For a long time /proc/pid/mem has provided a read-only interface, at least
since 2.4.0. However, a write capability has existed "forever" in tree via the
function mem_write(), disabled with an #ifdef along with the comment "this is a
security hazard". Currently, the main problem with mem_write() is that between
the time permissions are checked and the actual write the target task could
exec a setuid-root binary.
This patch series enables safe writes to /proc/pid/mem. The principle strategy
is to get a reference to the target task's mm before the permission check, and
to hold that reference until after the write completes.
This patch is useful as it gives debuggers a simple and efficient mechanism to
manipulate a processes address space. Memory can be read and written using
single calls to pread(2) and pwrite(2) instead of iteratively calling
into ptrace(2). In addition, /proc/pid/mem has always had write permissions
enabled, so clearly it *wants* to be written to.
This series builds off previous work up for review here:
http://lkml.org/lkml/2011/3/8/409
The general approach used was suggested to me by Alexander Viro, but any
mistakes present in these patches are entirely my own.
--
steve
Stephen Wilson (6):
mm: use mm_struct to resolve gate vma's in __get_user_pages
mm: factor out main logic of access_process_vm
mm: implement access_remote_vm
proc: disable mem_write after exec
proc: make check_mem_permission() return an mm_struct on success
proc: enable writing to /proc/pid/mem
fs/proc/base.c | 61 ++++++++++++++++++++++++++-------------------
include/linux/mm.h | 2 +
mm/memory.c | 69 +++++++++++++++++++++++++++++++++++++++-------------
3 files changed, 89 insertions(+), 43 deletions(-)
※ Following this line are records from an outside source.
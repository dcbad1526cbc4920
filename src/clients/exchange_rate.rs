//! Tipo de cambio USD → moneda local
//!
//! Consulta con cache (mismo TTL que los vehículos). Si no se obtiene una
//! tasa no hay fallback 1:1: el flujo de pago falla.

use std::collections::HashMap;
use std::str::FromStr;
use std::sync::Arc;
use std::time::Duration;

use anyhow::{anyhow, Context, Result};
use async_trait::async_trait;
use reqwest::Client;
use rust_decimal::Decimal;
use serde::Deserialize;
use tracing::{debug, info, warn};

use crate::cache::{CacheKeys, CacheOperations};
use crate::utils::errors::{AppError, AppResult};

/// Fuente de tasas de cambio
#[async_trait]
pub trait RateSource: Send + Sync {
    async fn fetch_rate(&self, from: &str, to: &str) -> Result<Decimal>;
}

#[derive(Debug, Deserialize)]
struct RatesResponse {
    result: Option<String>,
    #[serde(default)]
    rates: HashMap<String, serde_json::Value>,
}

/// Fuente HTTP: `GET {base_url}/{FROM}` → `{ "rates": { "NGN": 1530.2 } }`
pub struct HttpRateSource {
    client: Client,
    base_url: String,
}

impl HttpRateSource {
    pub fn new(base_url: String, timeout: Duration) -> Result<Self> {
        let client = Client::builder().timeout(timeout).build()?;
        Ok(Self { client, base_url })
    }
}

#[async_trait]
impl RateSource for HttpRateSource {
    async fn fetch_rate(&self, from: &str, to: &str) -> Result<Decimal> {
        let url = format!("{}/{}", self.base_url.trim_end_matches('/'), urlencoding::encode(from));
        log::debug!("🌐 GET {}", url);

        let response = self.client.get(&url).send().await?.error_for_status()?;
        let body: RatesResponse = response.json().await.context("invalid rates payload")?;
        if body.result.as_deref().map_or(false, |r| r != "success") {
            return Err(anyhow!("rate provider reported {:?}", body.result));
        }

        let raw = body
            .rates
            .get(to)
            .ok_or_else(|| anyhow!("rate {}→{} missing", from, to))?;
        let rate = match raw {
            serde_json::Value::Number(n) => Decimal::from_str(&n.to_string())?,
            serde_json::Value::String(s) => Decimal::from_str(s)?,
            other => return Err(anyhow!("unexpected rate value {}", other)),
        };
        Ok(rate)
    }
}

/// Servicio de tasas con cache
pub struct ExchangeRateService {
    source: Arc<dyn RateSource>,
    cache: Arc<dyn CacheOperations>,
    keys: CacheKeys,
    ttl_seconds: u64,
}

impl ExchangeRateService {
    pub fn new(
        source: Arc<dyn RateSource>,
        cache: Arc<dyn CacheOperations>,
        keys: CacheKeys,
        ttl_seconds: u64,
    ) -> Self {
        Self {
            source,
            cache,
            keys,
            ttl_seconds,
        }
    }

    /// Obtener la tasa `from → to`; falla con `UpstreamUnavailable` si no hay tasa
    pub async fn get_rate(&self, from: &str, to: &str) -> AppResult<Decimal> {
        let from = from.trim().to_uppercase();
        let to = to.trim().to_uppercase();
        if from == to {
            return Ok(Decimal::ONE);
        }

        let key = self.keys.exchange_rate(&from, &to);
        if let Some(rate) = self.cache.get_json::<Decimal>(&key).await {
            debug!("📥 Tasa {}→{} desde cache: {}", from, to, rate);
            return Ok(rate);
        }

        match self.source.fetch_rate(&from, &to).await {
            Ok(rate) if rate > Decimal::ZERO => {
                info!("💱 Tasa {}→{} obtenida: {}", from, to, rate);
                self.cache.set_json(&key, &rate, self.ttl_seconds).await;
                Ok(rate)
            }
            Ok(rate) => {
                warn!("⚠️ Tasa no positiva {}→{}: {}", from, to, rate);
                Err(AppError::UpstreamUnavailable(format!(
                    "no usable exchange rate for {}→{}",
                    from, to
                )))
            }
            Err(e) => {
                warn!("⚠️ No se pudo obtener la tasa {}→{}: {}", from, to, e);
                Err(AppError::UpstreamUnavailable(format!(
                    "exchange rate {}→{} unavailable",
                    from, to
                )))
            }
        }
    }
}

#[cfg(test)]
mod tests {
    use super::*;
    use crate::cache::MemoryCache;
    use rust_decimal_macros::dec;
    use std::sync::atomic::{AtomicUsize, Ordering};

    struct CountingSource {
        rate: Option<Decimal>,
        calls: AtomicUsize,
    }

    #[async_trait]
    impl RateSource for CountingSource {
        async fn fetch_rate(&self, _from: &str, _to: &str) -> Result<Decimal> {
            self.calls.fetch_add(1, Ordering::SeqCst);
            self.rate.ok_or_else(|| anyhow!("down"))
        }
    }

    fn service(rate: Option<Decimal>) -> (ExchangeRateService, Arc<CountingSource>) {
        let source = Arc::new(CountingSource {
            rate,
            calls: AtomicUsize::new(0),
        });
        let service = ExchangeRateService::new(
            source.clone(),
            Arc::new(MemoryCache::new()),
            CacheKeys::default(),
            60,
        );
        (service, source)
    }

    #[tokio::test]
    async fn test_rate_is_cached() {
        let (service, source) = service(Some(dec!(1530.25)));
        assert_eq!(service.get_rate("usd", "NGN").await.unwrap(), dec!(1530.25));
        assert_eq!(service.get_rate("USD", "NGN").await.unwrap(), dec!(1530.25));
        assert_eq!(source.calls.load(Ordering::SeqCst), 1);
    }

    #[tokio::test]
    async fn test_no_silent_fallback() {
        let (service, _) = service(None);
        let err = service.get_rate("USD", "NGN").await.unwrap_err();
        assert!(matches!(err, AppError::UpstreamUnavailable(_)));
    }

    #[tokio::test]
    async fn test_same_currency_is_identity() {
        let (service, source) = service(None);
        assert_eq!(service.get_rate("USD", "usd").await.unwrap(), Decimal::ONE);
        assert_eq!(source.calls.load(Ordering::SeqCst), 0);
    }
}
We now check if a requested user page overlaps a gate vma using the supplied mm
instead of the supplied task. The given task is now used solely for accounting
purposes and may be NULL.
Signed-off-by: Stephen Wilson <[email protected]>
---
mm/memory.c | 18 +++++++++++-------
1 files changed, 11 insertions(+), 7 deletions(-)
diff --git a/mm/memory.c b/mm/memory.c
index 3863e86..36445e3 100644
--- a/mm/memory.c
+++ b/mm/memory.c
@@ -1437,9 +1437,9 @@ int __get_user_pages(struct task_struct *tsk, struct mm_struct *mm,
struct vm_area_struct *vma;
vma = find_extend_vma(mm, start);
- if (!vma && in_gate_area(tsk->mm, start)) {
+ if (!vma && in_gate_area(mm, start)) {
unsigned long pg = start & PAGE_MASK;
- struct vm_area_struct *gate_vma = get_gate_vma(tsk->mm);
+ struct vm_area_struct *gate_vma = get_gate_vma(mm);
pgd_t *pgd;
pud_t *pud;
pmd_t *pmd;
@@ -1533,10 +1533,13 @@ int __get_user_pages(struct task_struct *tsk, struct mm_struct *mm,
return i ? i : -EFAULT;
BUG();
}
- if (ret & VM_FAULT_MAJOR)
- tsk->maj_flt++;
- else
- tsk->min_flt++;
+
+ if (tsk) {
+ if (ret & VM_FAULT_MAJOR)
+ tsk->maj_flt++;
+ else
+ tsk->min_flt++;
+ }
if (ret & VM_FAULT_RETRY) {
*nonblocking = 0;
@@ -1581,7 +1584,8 @@ int __get_user_pages(struct task_struct *tsk, struct mm_struct *mm,
/**
* get_user_pages() - pin user pages in memory
- * @tsk: task_struct of target task
+ * @tsk: the task_struct to use for page fault accounting, or
+ * NULL if faults are not to be recorded.
* @mm: mm_struct of target mm
* @start: starting user address
* @nr_pages: number of pages from start to pin
--
1.7.3.5
Introduce an internal helper __access_remote_vm and base access_process_vm on
top of it. This new method may be called with a NULL task_struct if page fault
accounting is not desired. This code will be shared with a new address space
accessor that is independent of task_struct.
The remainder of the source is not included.